Implementation: When an author has exhausted the allocated time frames acceptable for responsiveness and satisfactory progression, the manuscript will be dropped from the editing process. To do this, the manuscript will be rejected on the grounds of the author’s unresponsiveness. A rejection notification will be sent to the author outlining the reasons for removal. Activity logs are kept by associate editors to record the progress of each manuscript. When the activity log reflects that an author has been unresponsive and/or has not made satisfactory progress after fifteen (15) days, the author will receive a warning of unresponsiveness via email which will detail this policy and the risk of removal from the journal. A response to the warning email does not constitute responsiveness on the part of the author and the author will still be considered unresponsive. The author will be considered in good standing if the required action is completed (ex: round of edits) or an issue is addressed (ex: technical issues) within the following fifteen (15) days. These two consecutive fifteen (15) day periods constitute the thirty (30) day time requirements for an author to avoid removal from the publication.

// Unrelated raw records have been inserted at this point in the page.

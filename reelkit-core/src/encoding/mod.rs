//! Server-side transcoding pipeline
//!
//! Converts one uploaded video into three quality renditions plus an optional
//! thumbnail, and migrates legacy content that predates the rendition ladder.
//! The actual encoding math lives in an external engine invoked as a child
//! process behind the [`Encoder`] trait.

pub mod encoder;
pub mod orchestrator;
pub mod presets;
pub mod store;

pub use encoder::{EncodeError, EncodedRendition, Encoder, FfmpegEncoder, ProgressFn, SimulationEncoder};
pub use orchestrator::{
    CleanupOutcome, JobId, JobProgressFn, MigrationReport, RenditionSet, TranscodeError,
    TranscodeJob, TranscodeOutcome, TranscodingOrchestrator,
};
pub use presets::{QualityLevel, QualityPreset, all_presets, preset_for};
pub use store::{JsonVideoStore, RenditionUrls, StoreError, VideoRecord, VideoStore};
impl FfmpegEncoder {
    /// Create a new encoder with optional custom binary location
    pub fn new(ffmpeg_path: Option<PathBuf>, config: TranscodingConfig) -> Self {
        let ffmpeg_path = ffmpeg_path.unwrap_or_else(|| PathBuf::from("ffmpeg"));
        let ffprobe_path = ffmpeg_path
            .parent()
            .filter(|p| !p.as_os_str().is_empty())
            .map(|p| p.join("ffprobe"))
            .unwrap_or_else(|| PathBuf::from("ffprobe"));

        Self {
            ffmpeg_path,
            ffprobe_path,
            config,
        }
    }

    /// Probe clip duration for progress calculation. Best effort: without a
    /// duration, progress callbacks are skipped but the encode proceeds.
    async fn probe_duration(&self, input: &Path) -> Option<Duration> {
        let output = Command::new(&self.ffprobe_path)
            .arg("-v")
            .arg("error")
            .arg("-show_entries")
            .arg("format=duration")
            .arg("-of")
            .arg("default=noprint_wrappers=1:nokey=1")
            .arg(input)
            .output()
            .await
            .ok()?;

        if !output.status.success() {
            return None;
        }

        let seconds: f64 = String::from_utf8_lossy(&output.stdout).trim().parse().ok()?;
        (seconds > 0.0).then(|| Duration::from_secs_f64(seconds))
    }

    fn build_rendition_command(
        &self,
        input: &Path,
        output: &Path,
        preset: &QualityPreset,
    ) -> Command {
        let mut cmd = Command::new(&self.ffmpeg_path);

        cmd.arg("-y").arg("-i").arg(input);

        // Rendition geometry and rate control
        cmd.arg("-vf")
            .arg(format!("scale={}", preset.resolution()))
            .arg("-b:v")
            .arg(format!("{}k", preset.video_bitrate_kbps))
            .arg("-maxrate")
            .arg(format!("{}k", preset.video_bitrate_kbps))
            .arg("-bufsize")
            .arg(format!("{}k", preset.video_bitrate_kbps * 2))
            .arg("-crf")
            .arg(preset.crf.to_string());

        // H.264 main profile, level 4.0, AAC audio, 4:2:0 chroma
        cmd.arg("-c:v")
            .arg("libx264")
            .arg("-profile:v")
            .arg("main")
            .arg("-level")
            .arg("4.0")
            .arg("-preset")
            .arg(self.config.encoder_speed_preset)
            .arg("-pix_fmt")
            .arg("yuv420p")
            .arg("-c:a")
            .arg("aac")
            .arg("-b:a")
            .arg(format!("{}k", preset.audio_bitrate_kbps));

        // Closed GOP and progressive-start metadata relocation
        cmd.arg("-g")
            .arg(self.config.gop_size.to_string())
            .arg("-keyint_min")
            .arg(self.config.min_keyframe_interval.to_string())
            .arg("-movflags")
            .arg("+faststart");

        // Machine-readable progress on stdout
        cmd.arg("-nostats").arg("-progress").arg("pipe:1");

        cmd.arg(output);

        cmd.stdout(Stdio::piped())
            .stderr(Stdio::piped())
            .stdin(Stdio::null());

        cmd
    }

    async fn run_encode(
        &self,
        mut cmd: Command,
        output_path: &Path,
        clip_duration: Option<Duration>,
        progress: Option<ProgressFn>,
    ) -> Result<u64, EncodeError> {
        // If the timeout drops the future mid-encode, the child must not
        // linger and keep writing a half-finished output
        cmd.kill_on_drop(true);

        let mut child = cmd.spawn().map_err(|e| EncodeError::SpawnFailed {
            reason: e.to_string(),
        })?;

        let stdout = child.stdout.take();
        let stderr = child.stderr.take();

        // Drained concurrently with the stdout loop: the engine is chatty on
        // stderr, and a full pipe buffer would block it until the timeout
        let stderr_task = tokio::spawn(async move {
            let mut buf = Vec::new();
            if let Some(mut stderr) = stderr {
                let _ = stderr.read_to_end(&mut buf).await;
            }
            buf
        });

        let encode = async {
            if let Some(stdout) = stdout {
                let mut lines = BufReader::new(stdout).lines();
                while let Ok(Some(line)) = lines.next_line().await {
                    if let (Some(callback), Some(total)) = (&progress, clip_duration) {
                        // ffmpeg reports out_time_ms in microseconds
                        if let Some(value) = line.strip_prefix("out_time_ms=") {
                            if let Ok(us) = value.trim().parse::<u64>() {
                                let percent =
                                    (us as f64 / total.as_micros() as f64 * 100.0).clamp(0.0, 100.0);
                                callback(percent);
                            }
                        } else if line.trim() == "progress=end" {
                            callback(100.0);
                        }
                    }
                }
            }

            let status = child.wait().await.map_err(|e| EncodeError::EngineFailed {
                exit_code: None,
                stderr: e.to_string(),
            })?;
            let stderr_bytes = stderr_task.await.unwrap_or_default();
            Ok::<_, EncodeError>((status, stderr_bytes))
        };

        let timeout = self.config.encode_timeout;
        let (status, stderr_bytes) = match tokio::time::timeout(timeout, encode).await {
            Ok(result) => result?,
            Err(_) => {
                return Err(EncodeError::Timeout {
                    seconds: timeout.as_secs(),
                });
            }
        };

        if !status.success() {
            let stderr = String::from_utf8_lossy(&stderr_bytes).into_owned();
            return Err(EncodeError::EngineFailed {
                exit_code: status.code(),
                stderr,
            });
        }

        let size = tokio::fs::metadata(output_path)
            .await
            .map(|m| m.len())
            .unwrap_or(0);

        // A playable output is never this small; treat it as corrupt
        if size < 100 {
            return Err(EncodeError::InvalidOutput {
                path: output_path.to_path_buf(),
            });
        }

        Ok(size)
    }

    /// Verify the encoder installation by running the version command
    fn verify_installation(&self) -> bool {
        std::process::Command::new(&self.ffmpeg_path)
            .arg("-version")
            .output()
            .map(|output| output.status.success())
            .unwrap_or(false)
    }
}

#[async_trait]
impl Encoder for FfmpegEncoder {
    async fn encode_rendition(
        &self,
        input: &Path,
        output: &Path,
        preset: &QualityPreset,
        progress: Option<ProgressFn>,
    ) -> Result<EncodedRendition, EncodeError> {
        tracing::info!(
            "Encoding {} rendition: {} -> {}",
            preset.level,
            input.display(),
            output.display()
        );

        let clip_duration = self.probe_duration(input).await;
        let cmd = self.build_rendition_command(input, output, preset);
        let size_bytes = self.run_encode(cmd, output, clip_duration, progress).await?;

        tracing::debug!(
            "Encoded {} rendition: {} bytes",
            preset.level,
            size_bytes
        );

        Ok(EncodedRendition {
            level: preset.level,
            path: output.to_path_buf(),
            size_bytes,
        })
    }

    async fn extract_thumbnail(
        &self,
        input: &Path,
        output: &Path,
        offset: Duration,
    ) -> Result<u64, EncodeError> {
        let mut cmd = Command::new(&self.ffmpeg_path);

        cmd.arg("-y")
            .arg("-ss")
            .arg(format!("{:.3}", offset.as_secs_f64()))
            .arg("-i")
            .arg(input)
            .arg("-frames:v")
            .arg("1")
            .arg("-vf")
            .arg(format!(
                "scale={}x{}",
                self.config.thumbnail_width, self.config.thumbnail_height
            ))
            .arg(output);

        cmd.stdout(Stdio::null())
            .stderr(Stdio::piped())
            .stdin(Stdio::null());

        self.run_encode(cmd, output, None, None).await
    }

    fn is_available(&self) -> bool {
        self.verify_installation()
    }
}

/// Simulation encoder for testing the pipeline without a real engine.
///
/// Fabricates rendition files whose sizes follow the preset bitrate ladder,
/// with optional per-preset failure injection.
pub struct SimulationEncoder {
    /// Fraction of the input size produced for the high rendition; lower
    /// tiers scale down by bitrate share
    size_ratio: f64,
    /// Preset that should fail, for failure-path tests
    fail_on: Option<QualityLevel>,
    /// Fail thumbnail extraction while renditions keep succeeding
    fail_thumbnail: bool,
    is_available: bool,
}

impl SimulationEncoder {
    pub fn new() -> Self {
        Self {
            size_ratio: 0.5,
            fail_on: None,
            fail_thumbnail: false,
            is_available: true,
        }
    }

    /// Configure the high-rendition size as a fraction of the input size
    pub fn with_size_ratio(mut self, ratio: f64) -> Self {
        self.size_ratio = ratio.clamp(0.01, 1.0);
        self
    }

    /// Inject a failure for one preset
    pub fn failing_on(mut self, level: QualityLevel) -> Self {
        self.fail_on = Some(level);
        self
    }

    /// Inject a thumbnail extraction failure
    pub fn failing_thumbnail(mut self) -> Self {
        self.fail_thumbnail = true;
        self
    }

    /// Simulate the engine being unavailable
    pub fn unavailable(mut self) -> Self {
        self.is_available = false;
        self
    }
}

impl Default for SimulationEncoder {
    fn default() -> Self {
        Self::new()
    }
}

#[async_trait]
impl Encoder for SimulationEncoder {
    async fn encode_rendition(
        &self,
        input: &Path,
        output: &Path,
        preset: &QualityPreset,
        progress: Option<ProgressFn>,
    ) -> Result<EncodedRendition, EncodeError> {
        if !self.is_available {
            return Err(EncodeError::SpawnFailed {
                reason: "encoder not available in simulation".to_string(),
            });
        }

        if self.fail_on == Some(preset.level) {
            return Err(EncodeError::EngineFailed {
                exit_code: Some(1),
                stderr: format!("simulated failure for {} preset", preset.level),
            });
        }

        let input_size = tokio::fs::metadata(input).await?.len();

        // Scale output size by the tier's share of the top bitrate
        let bitrate_share = preset.video_bitrate_kbps as f64
            / super::presets::preset_for(QualityLevel::High).video_bitrate_kbps as f64;
        let size_bytes = ((input_size as f64 * self.size_ratio * bitrate_share) as u64).max(256);

        if let Some(callback) = &progress {
            callback(0.0);
            callback(50.0);
        }

        tokio::fs::write(output, vec![0u8; size_bytes as usize]).await?;

        if let Some(callback) = &progress {
            callback(100.0);
        }

        Ok(EncodedRendition {
            level: preset.level,
            path: output.to_path_buf(),
            size_bytes,
        })
    }

    async fn extract_thumbnail(
        &self,
        input: &Path,
        output: &Path,
        _offset: Duration,
    ) -> Result<u64, EncodeError> {
        if !self.is_available {
            return Err(EncodeError::SpawnFailed {
                reason: "encoder not available in simulation".to_string(),
            });
        }

        if self.fail_thumbnail {
            return Err(EncodeError::EngineFailed {
                exit_code: Some(1),
                stderr: "simulated thumbnail failure".to_string(),
            });
        }

        // Fail like the real engine would on a missing source
        tokio::fs::metadata(input).await?;

        let stub = vec![0u8; 1024];
        tokio::fs::write(output, &stub).await?;
        Ok(stub.len() as u64)
    }

    fn is_available(&self) -> bool {
        self.is_available
    }
}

The author will also be dropped if unresponsive for three non-consecutive fifteen (15) day periods during the editing process, totaling forty-five (45) days. The author will receive warning emails for the first two non-consecutive unresponsive periods and may be removed at the end of the third nonconsecutive unresponsive period without further notice. Authors who have been removed will be able to resubmit the manuscript for later issues, however, they will only receive one unresponsive email warning during the entire editing process and will be dropped after thirty (30) days of unresponsiveness.

Exceptions: All exceptions will be made at the sole discretion of the editors. The following list includes
possible exception circumstances, but is not meant to be an exhaustive list.

  1. Authors with legitimate reasons to be unresponsive and/or fail to make satisfactory progress. Legitimate reasons may include, but are not limited to, medical reasons, extended periods abroad, or family emergencies.
  2. If an author informs the editors of a planned unresponsive period in a timely manner prior to the end of the period. This could include, but is not limited to, vacation time.
  3. An extension may be granted if an author reports issues and proof of attempts to rectify issues in a timely manner.